I remember reading Walden in high school. I had this very specific mental image of the whole thing: Thoreau out there in the woods, building his little shack. Nothing but silence and the beauty of nature. "A mile from any neighbor," the man wrote.
I have to admit, it's probably on my own head that I took Thoreau's narration there to be an example of poetic understatement. I'd assumed he really meant "miles". Turns out, he was being quite literal, almost down to the foot. But Earth Day is coming up and if you're feeling burned out on modern society, there's definitely a couple of things you can learn from Thoreau. I've summarized them here (and in Be Amazing) for your benefit.
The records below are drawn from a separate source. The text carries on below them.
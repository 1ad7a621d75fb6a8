//! Paygate CLI
//!
//! Command-line interface for the Paygate API.

use anyhow::Result;
use clap::{Parser, Subcommand};

use paygate_client::PaygateClient;
use paygate_types::{AccountId, Card, Currency, PaymentId, UpdateAccountRequest};

#[derive(Parser)]
#[command(name = "paygate")]
#[command(author, version, about = "Paygate API CLI client", long_about = None)]
struct Cli {
    /// Base URL of the Paygate API
    #[arg(long, env = "PAYGATE_API_URL", default_value = "http://localhost:3000")]
    api_url: String,

    /// Merchant (payee) account ID for payment commands
    #[arg(long, env = "PAYGATE_MERCHANT_ID")]
    merchant: Option<String>,

    #[command(subcommand)]
    command: Commands,
}

#[derive(Subcommand)]
enum Commands {
    /// Account operations
    Account {
        #[command(subcommand)]
        action: AccountCommands,
    },
    /// Payment operations (require --merchant)
    Payment {
        #[command(subcommand)]
        action: PaymentCommands,
    },
    /// Check API health
    Health,
}

#[derive(Subcommand)]
enum AccountCommands {
    /// Create a new account with a freshly issued card
    Create {
        first_name: String,
        last_name: String,
        /// Currency (RUB, USD, EUR, GBP)
        #[arg(long, default_value = "RUB")]
        currency: String,
    },
    /// Get account details
    Get {
        /// Account ID (UUID)
        id: String,
    },
    /// List all accounts
    List,
    /// Rename an account holder
    Update {
        id: String,
        #[arg(long, default_value = "")]
        first_name: String,
        #[arg(long, default_value = "")]
        last_name: String,
    },
    /// Delete an account without funds
    Delete { id: String },
    /// Deposit funds into an account
    Deposit {
        #[arg(long)]
        account: String,
        #[arg(long)]
        amount: i64,
    },
    /// Show the payments on an account's statement
    Statement { id: String },
}

#[derive(Subcommand)]
enum PaymentCommands {
    /// Authorize a card payment to the merchant
    Auth {
        #[arg(long)]
        payer: String,
        #[arg(long)]
        order: String,
        #[arg(long)]
        amount: i64,
        #[arg(long, default_value = "RUB")]
        currency: String,
        #[arg(long)]
        card_number: String,
        #[arg(long)]
        expiry_month: i32,
        #[arg(long)]
        expiry_year: i32,
        #[arg(long)]
        security_code: String,
    },
    /// Capture an authorization
    Capture {
        id: String,
        #[arg(long)]
        order: String,
        #[arg(long)]
        amount: i64,
    },
    /// Refund a capture
    Refund {
        id: String,
        #[arg(long)]
        order: String,
        #[arg(long)]
        amount: i64,
    },
    /// Cancel an authorization
    Cancel {
        id: String,
        #[arg(long)]
        order: String,
        #[arg(long)]
        amount: i64,
    },
    /// Get payment details
    Get { id: String },
}

fn parse_currency(s: &str) -> Result<Currency> {
    s.parse()
        .map_err(|_| anyhow::anyhow!("Unknown currency: {}. Supported: RUB, USD, EUR, GBP", s))
}

fn parse_account_id(s: &str) -> Result<AccountId> {
    s.parse()
        .map_err(|_| anyhow::anyhow!("Invalid account ID: {}", s))
}

fn parse_payment_id(s: &str) -> Result<PaymentId> {
    s.parse()
        .map_err(|_| anyhow::anyhow!("Invalid payment ID: {}", s))
}

fn print_json<T: serde::Serialize>(value: &T) -> Result<()> {
    println!("{}", serde_json::to_string_pretty(value)?);
    Ok(())
}

#[tokio::main]
async fn main() -> Result<()> {
    dotenvy::dotenv().ok();

    let cli = Cli::parse();

    let mut client = PaygateClient::new(&cli.api_url);
    if let Some(merchant) = &cli.merchant {
        client = client.with_merchant(parse_account_id(merchant)?);
    }

    match cli.command {
        Commands::Health => {
            let healthy = client.health().await?;
            if healthy {
                println!("✓ API is healthy");
            } else {
                println!("✗ API is not healthy");
                std::process::exit(1);
            }
        }

        Commands::Account { action } => match action {
            AccountCommands::Create {
                first_name,
                last_name,
                currency,
            } => {
                let currency = parse_currency(&currency)?;
                let account = client
                    .create_account(&first_name, &last_name, currency)
                    .await?;
                print_json(&account)?;
            }
            AccountCommands::Get { id } => {
                let account = client.get_account(parse_account_id(&id)?).await?;
                print_json(&account)?;
            }
            AccountCommands::List => {
                print_json(&client.list_accounts().await?)?;
            }
            AccountCommands::Update {
                id,
                first_name,
                last_name,
            } => {
                let req = UpdateAccountRequest {
                    first_name,
                    last_name,
                };
                let account = client.update_account(parse_account_id(&id)?, &req).await?;
                print_json(&account)?;
            }
            AccountCommands::Delete { id } => {
                client.delete_account(parse_account_id(&id)?).await?;
                println!("✓ Account deleted");
            }
            AccountCommands::Deposit { account, amount } => {
                let account = client.deposit(parse_account_id(&account)?, amount).await?;
                print_json(&account)?;
            }
            AccountCommands::Statement { id } => {
                print_json(&client.statement(parse_account_id(&id)?).await?)?;
            }
        },

        Commands::Payment { action } => match action {
            PaymentCommands::Auth {
                payer,
                order,
                amount,
                currency,
                card_number,
                expiry_month,
                expiry_year,
                security_code,
            } => {
                let card = Card {
                    number: card_number,
                    expiry_month,
                    expiry_year,
                    security_code,
                };
                let payment = client
                    .authorize(
                        parse_account_id(&payer)?,
                        &order,
                        amount,
                        parse_currency(&currency)?,
                        card,
                    )
                    .await?;
                print_json(&payment)?;
            }
            PaymentCommands::Capture { id, order, amount } => {
                let payment = client
                    .capture(parse_payment_id(&id)?, &order, amount)
                    .await?;
                print_json(&payment)?;
            }
            PaymentCommands::Refund { id, order, amount } => {
                let payment = client
                    .refund(parse_payment_id(&id)?, &order, amount)
                    .await?;
                print_json(&payment)?;
            }
            PaymentCommands::Cancel { id, order, amount } => {
                let payment = client
                    .cancel(parse_payment_id(&id)?, &order, amount)
                    .await?;
                print_json(&payment)?;
            }
            PaymentCommands::Get { id } => {
                print_json(&client.get_payment(parse_payment_id(&id)?).await?)?;
            }
        },
    }

    Ok(())
}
First: Choose Your "Wilderness" Carefully
You'd hate to end up communing with the Earth someplace...rural. Shudder. That certainly wasn't a problem for Thoreau. Despite what impressions he might have given you, Thoreau's Walden Pond had more in common with Central Park than with Yellowstone. Damn near exactly a mile away from bestie Ralph Waldo Emerson's house, Thoreau was often called to meal times by Mrs. Emerson's dinner bell. From his hand-built cabin, Thoreau could see a major highway and hear the train that ran along the opposite side of the pond. In fact, Concord Village was close enough that he walked down there nearly every day. In a lot of ways, Walden is really similar to that time you "ran away from home" to live in the garage. Of course, you were 5.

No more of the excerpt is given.